[Opening SUPPLIED ENTRIES section]

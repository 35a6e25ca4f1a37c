//! Application state and HTTP routing

use crate::auth::{
    api as auth_api, auth_middleware, AuthGate, BcryptHasher, CredentialStore, JwtHandler,
    PasswordHasher, TokenIssuer,
};
use crate::db::Database;
use crate::middleware::request_logging;
use crate::notes::{api as notes_api, NoteStore, OwnershipValidator};
use axum::{
    middleware,
    routing::{get, post},
    Router,
};
use std::sync::Arc;
use tower_http::{cors::CorsLayer, trace::TraceLayer};

/// Shared handler state. Everything behind an `Arc`, so cloning is cheap.
#[derive(Clone)]
pub struct AppState {
    pub gate: Arc<AuthGate>,
    pub notes: Arc<dyn NoteStore>,
    pub ownership: Arc<OwnershipValidator>,
}

impl AppState {
    pub fn new(
        users: Arc<dyn CredentialStore>,
        notes: Arc<dyn NoteStore>,
        hasher: Arc<dyn PasswordHasher>,
        tokens: Arc<dyn TokenIssuer>,
    ) -> Self {
        Self {
            gate: Arc::new(AuthGate::new(users, hasher, tokens)),
            ownership: Arc::new(OwnershipValidator::new(notes.clone())),
            notes,
        }
    }

    /// Production wiring: SQLite for storage, bcrypt for passwords, HS256 JWTs
    pub fn from_database(db: Database, jwt: JwtHandler) -> Self {
        let db = Arc::new(db);
        Self::new(
            db.clone(),
            db,
            Arc::new(BcryptHasher),
            Arc::new(jwt),
        )
    }
}

pub fn router(state: AppState) -> Router {
    let protected_routes = Router::new()
        .route(
            "/api/notes",
            get(notes_api::list_notes).post(notes_api::create_note),
        )
        .route(
            "/api/notes/:id",
            get(notes_api::get_note)
                .put(notes_api::update_note)
                .delete(notes_api::delete_note),
        )
        .route(
            "/api/folders",
            get(notes_api::list_folders).post(notes_api::create_folder),
        )
        .route(
            "/api/tags",
            get(notes_api::list_tags).post(notes_api::create_tag),
        )
        .route_layer(middleware::from_fn_with_state(
            state.clone(),
            auth_middleware,
        ));

    let public_routes = Router::new()
        .route("/health", get(health_check))
        .route("/api/login", post(auth_api::login))
        .route("/api/login/refresh", post(auth_api::refresh))
        .route("/api/users", post(auth_api::register));

    Router::new()
        .merge(public_routes)
        .merge(protected_routes)
        .with_state(state)
        .layer(middleware::from_fn(request_logging))
        .layer(TraceLayer::new_for_http())
        .layer(CorsLayer::permissive())
}

async fn health_check() -> &'static str {
    "OK"
}
//! SQLite Storage
//! Mission: Own the schema and run every query off the async runtime

use rusqlite::{Connection, ErrorCode};
use std::path::{Path, PathBuf};
use tracing::info;

const SCHEMA: &str = "
CREATE TABLE IF NOT EXISTS users (
    id TEXT PRIMARY KEY,
    username TEXT UNIQUE NOT NULL,
    fullname TEXT NOT NULL DEFAULT '',
    password_hash TEXT NOT NULL,
    created_at TEXT NOT NULL
);

CREATE TABLE IF NOT EXISTS folders (
    id TEXT PRIMARY KEY,
    name TEXT NOT NULL,
    user_id TEXT NOT NULL REFERENCES users(id),
    UNIQUE (user_id, name)
);

CREATE TABLE IF NOT EXISTS tags (
    id TEXT PRIMARY KEY,
    name TEXT NOT NULL,
    user_id TEXT NOT NULL REFERENCES users(id),
    UNIQUE (user_id, name)
);

CREATE TABLE IF NOT EXISTS notes (
    id TEXT PRIMARY KEY,
    title TEXT NOT NULL,
    content TEXT NOT NULL DEFAULT '',
    folder_id TEXT REFERENCES folders(id),
    user_id TEXT NOT NULL REFERENCES users(id),
    created_at TEXT NOT NULL,
    updated_at TEXT NOT NULL
);

CREATE INDEX IF NOT EXISTS idx_notes_user_updated ON notes (user_id, updated_at DESC);

CREATE TABLE IF NOT EXISTS note_tags (
    note_id TEXT NOT NULL REFERENCES notes(id) ON DELETE CASCADE,
    tag_id TEXT NOT NULL REFERENCES tags(id),
    PRIMARY KEY (note_id, tag_id)
);
";

/// Storage failures surfaced to the service layer
#[derive(Debug)]
pub enum StoreError {
    /// A uniqueness constraint rejected the write
    Conflict(String),
    Sqlite(rusqlite::Error),
    /// The blocking worker panicked or was cancelled
    Task(String),
}

impl std::fmt::Display for StoreError {
    fn fmt(&self, f: &mut std::fmt::Formatter<'_>) -> std::fmt::Result {
        match self {
            StoreError::Conflict(message) => write!(f, "conflict: {message}"),
            StoreError::Sqlite(err) => write!(f, "sqlite error: {err}"),
            StoreError::Task(detail) => write!(f, "storage task failed: {detail}"),
        }
    }
}

impl std::error::Error for StoreError {}

impl From<rusqlite::Error> for StoreError {
    fn from(err: rusqlite::Error) -> Self {
        StoreError::Sqlite(err)
    }
}

/// Turn a UNIQUE violation into a `Conflict` carrying `message`.
pub fn conflict_on_unique(err: rusqlite::Error, message: &str) -> StoreError {
    if let rusqlite::Error::SqliteFailure(e, _) = &err {
        if e.code == ErrorCode::ConstraintViolation {
            return StoreError::Conflict(message.to_string());
        }
    }
    StoreError::Sqlite(err)
}

/// File-backed SQLite database. Every operation opens its own connection on
/// the blocking pool, so concurrent requests never share a handle.
#[derive(Debug, Clone)]
pub struct Database {
    path: PathBuf,
}

impl Database {
    /// Open (or create) the database at `path` and apply the schema
    pub fn open(path: impl AsRef<Path>) -> Result<Self, StoreError> {
        let db = Self {
            path: path.as_ref().to_path_buf(),
        };
        let conn = db.connect()?;
        conn.execute_batch(SCHEMA)?;
        info!(path = %db.path.display(), "Database schema ready");
        Ok(db)
    }

    pub fn path(&self) -> &Path {
        &self.path
    }

    fn connect(&self) -> Result<Connection, StoreError> {
        let conn = Connection::open(&self.path)?;
        conn.execute_batch("PRAGMA foreign_keys = ON; PRAGMA busy_timeout = 5000;")?;
        Ok(conn)
    }

    /// Run `f` against a fresh connection on tokio's blocking pool
    pub async fn call<F, T>(&self, f: F) -> Result<T, StoreError>
    where
        F: FnOnce(&mut Connection) -> Result<T, StoreError> + Send + 'static,
        T: Send + 'static,
    {
        let db = self.clone();
        tokio::task::spawn_blocking(move || {
            let mut conn = db.connect()?;
            f(&mut conn)
        })
        .await
        .map_err(|e| StoreError::Task(e.to_string()))?
    }
}

/// Timestamp format used for every `*_at` column. Fixed width, so string
/// order matches time order.
pub fn now_timestamp() -> String {
    chrono::Utc::now().to_rfc3339_opts(chrono::SecondsFormat::Micros, true)
}

#[cfg(test)]
mod tests {
    use super::*;
    use tempfile::NamedTempFile;

    #[tokio::test]
    async fn test_open_is_idempotent() {
        let temp = NamedTempFile::new().unwrap();
        Database::open(temp.path()).unwrap();
        let db = Database::open(temp.path()).unwrap();

        let tables: i64 = db
            .call(|conn| {
                Ok(conn.query_row(
                    "SELECT COUNT(*) FROM sqlite_master WHERE type = 'table'",
                    [],
                    |row| row.get(0),
                )?)
            })
            .await
            .unwrap();
        assert_eq!(tables, 5);
    }

    #[tokio::test]
    async fn test_unique_violation_maps_to_conflict() {
        let temp = NamedTempFile::new().unwrap();
        let db = Database::open(temp.path()).unwrap();

        let insert = |conn: &mut Connection| -> Result<(), StoreError> {
            conn.execute(
                "INSERT INTO users (id, username, password_hash, created_at)
                 VALUES (lower(hex(randomblob(16))), 'dup', 'x', 'now')",
                [],
            )
            .map_err(|e| conflict_on_unique(e, "taken"))?;
            Ok(())
        };

        db.call(insert).await.unwrap();
        match db.call(insert).await {
            Err(StoreError::Conflict(message)) => assert_eq!(message, "taken"),
            other => panic!("expected conflict, got {other:?}"),
        }
    }

    #[test]
    fn test_timestamps_sort_lexically() {
        let a = now_timestamp();
        std::thread::sleep(std::time::Duration::from_millis(2));
        let b = now_timestamp();
        assert_eq!(a.len(), b.len());
        assert!(a < b);
    }
}
//! Authentication Middleware
//! Mission: Protect API endpoints with JWT validation

use crate::app::AppState;
use crate::error::ApiError;
use axum::{
    extract::{Request, State},
    http::{header::AUTHORIZATION, HeaderMap},
    middleware::Next,
    response::Response,
};

/// Pull the token out of `Authorization: Bearer <token>`
pub fn bearer_token(headers: &HeaderMap) -> Option<&str> {
    headers
        .get(AUTHORIZATION)
        .and_then(|h| h.to_str().ok())
        .and_then(|s| s.strip_prefix("Bearer "))
        .map(str::trim)
        .filter(|t| !t.is_empty())
}

/// Auth middleware that validates JWT tokens and stores the caller's
/// [`UserClaim`](crate::auth::models::UserClaim) in the request extensions
pub async fn auth_middleware(
    State(state): State<AppState>,
    mut req: Request,
    next: Next,
) -> Result<Response, ApiError> {
    let claim = state.gate.authenticate_token(bearer_token(req.headers()))?;

    req.extensions_mut().insert(claim);

    Ok(next.run(req).await)
}
//! API Errors
//! Mission: One error type for every handler, translated to a status code at the boundary

use axum::{
    http::StatusCode,
    response::{IntoResponse, Response},
    Json,
};
use serde_json::json;
use tracing::error;

use crate::auth::jwt::TokenError;
use crate::auth::password::HashError;
use crate::db::StoreError;
use crate::notes::ownership::OwnershipError;

/// Why an authentication attempt was rejected.
///
/// Both variants render the same `AuthenticationError` name; callers never
/// learn whether the username, the password or the token was at fault.
#[derive(Debug, Clone, Copy, PartialEq, Eq)]
pub enum AuthFailure {
    /// No credentials were supplied at all
    BadRequest,
    /// Credentials were supplied but did not check out
    Unauthorized,
}

#[derive(Debug)]
pub enum ApiError {
    /// Malformed registration input, reported with the offending field
    Validation {
        message: String,
        location: Option<String>,
    },
    /// Malformed note/folder/tag input
    BadRequest(String),
    Authentication(AuthFailure),
    Ownership(OwnershipError),
    Conflict(String),
    NotFound,
    /// Details go to the log, never to the client
    Internal(String),
}

impl ApiError {
    pub fn validation(message: impl Into<String>, location: &str) -> Self {
        ApiError::Validation {
            message: message.into(),
            location: Some(location.to_string()),
        }
    }

    pub fn status(&self) -> StatusCode {
        match self {
            ApiError::Validation { .. } => StatusCode::UNPROCESSABLE_ENTITY,
            ApiError::BadRequest(_) => StatusCode::BAD_REQUEST,
            ApiError::Authentication(AuthFailure::BadRequest) => StatusCode::BAD_REQUEST,
            ApiError::Authentication(AuthFailure::Unauthorized) => StatusCode::UNAUTHORIZED,
            ApiError::Ownership(_) => StatusCode::BAD_REQUEST,
            ApiError::Conflict(_) => StatusCode::BAD_REQUEST,
            ApiError::NotFound => StatusCode::NOT_FOUND,
            ApiError::Internal(_) => StatusCode::INTERNAL_SERVER_ERROR,
        }
    }

    pub fn name(&self) -> &'static str {
        match self {
            ApiError::Validation { .. } => "ValidationError",
            ApiError::BadRequest(_) => "BadRequest",
            ApiError::Authentication(_) => "AuthenticationError",
            ApiError::Ownership(_) => "OwnershipError",
            ApiError::Conflict(_) => "ConflictError",
            ApiError::NotFound => "NotFoundError",
            ApiError::Internal(_) => "InternalError",
        }
    }

    fn message(&self) -> String {
        match self {
            ApiError::Validation { message, .. } => message.clone(),
            ApiError::BadRequest(message) => message.clone(),
            ApiError::Authentication(AuthFailure::BadRequest) => "Bad Request".to_string(),
            ApiError::Authentication(AuthFailure::Unauthorized) => "Unauthorized".to_string(),
            ApiError::Ownership(err) => err.to_string(),
            ApiError::Conflict(message) => message.clone(),
            ApiError::NotFound => "Not Found".to_string(),
            ApiError::Internal(_) => "Internal Server Error".to_string(),
        }
    }
}

impl std::fmt::Display for ApiError {
    fn fmt(&self, f: &mut std::fmt::Formatter<'_>) -> std::fmt::Result {
        match self {
            ApiError::Internal(detail) => write!(f, "{}: {}", self.name(), detail),
            _ => write!(f, "{}: {}", self.name(), self.message()),
        }
    }
}

impl std::error::Error for ApiError {}

impl IntoResponse for ApiError {
    fn into_response(self) -> Response {
        if let ApiError::Internal(detail) = &self {
            error!(detail = %detail, "Request failed with internal error");
        }

        let status = self.status();
        let mut body = json!({
            "name": self.name(),
            "message": self.message(),
            "status": status.as_u16(),
        });
        if let ApiError::Validation {
            location: Some(location),
            ..
        } = &self
        {
            body["location"] = json!(location);
        }

        (status, Json(body)).into_response()
    }
}

impl From<StoreError> for ApiError {
    fn from(err: StoreError) -> Self {
        match err {
            StoreError::Conflict(message) => ApiError::Conflict(message),
            other => ApiError::Internal(other.to_string()),
        }
    }
}

impl From<HashError> for ApiError {
    fn from(err: HashError) -> Self {
        ApiError::Internal(err.to_string())
    }
}

impl From<TokenError> for ApiError {
    fn from(err: TokenError) -> Self {
        match err {
            TokenError::Expired | TokenError::Invalid => {
                ApiError::Authentication(AuthFailure::Unauthorized)
            }
            TokenError::Signing(detail) => ApiError::Internal(detail),
        }
    }
}

impl From<OwnershipError> for ApiError {
    fn from(err: OwnershipError) -> Self {
        ApiError::Ownership(err)
    }
}

impl From<tokio::task::JoinError> for ApiError {
    fn from(err: tokio::task::JoinError) -> Self {
        ApiError::Internal(format!("blocking task failed: {err}"))
    }
}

[Closing SUPPLIED ENTRIES section]

# PROBLEM STATEMENT:
Would you copy, unchanged, the stretch of the records above that begins at the line containing "use crate::notes::ownership::OwnershipError;" and ends at the line containing "supplied at all", and only that?

# PROBLEM SOLUTION:
use crate::notes::ownership::OwnershipError;

/// Why an authentication attempt was rejected.
///
/// Both variants render the same `AuthenticationError` name; callers never
/// learn whether the username, the password or the token was at fault.
#[derive(Debug, Clone, Copy, PartialEq, Eq)]
pub enum AuthFailure {
    /// No credentials were supplied at all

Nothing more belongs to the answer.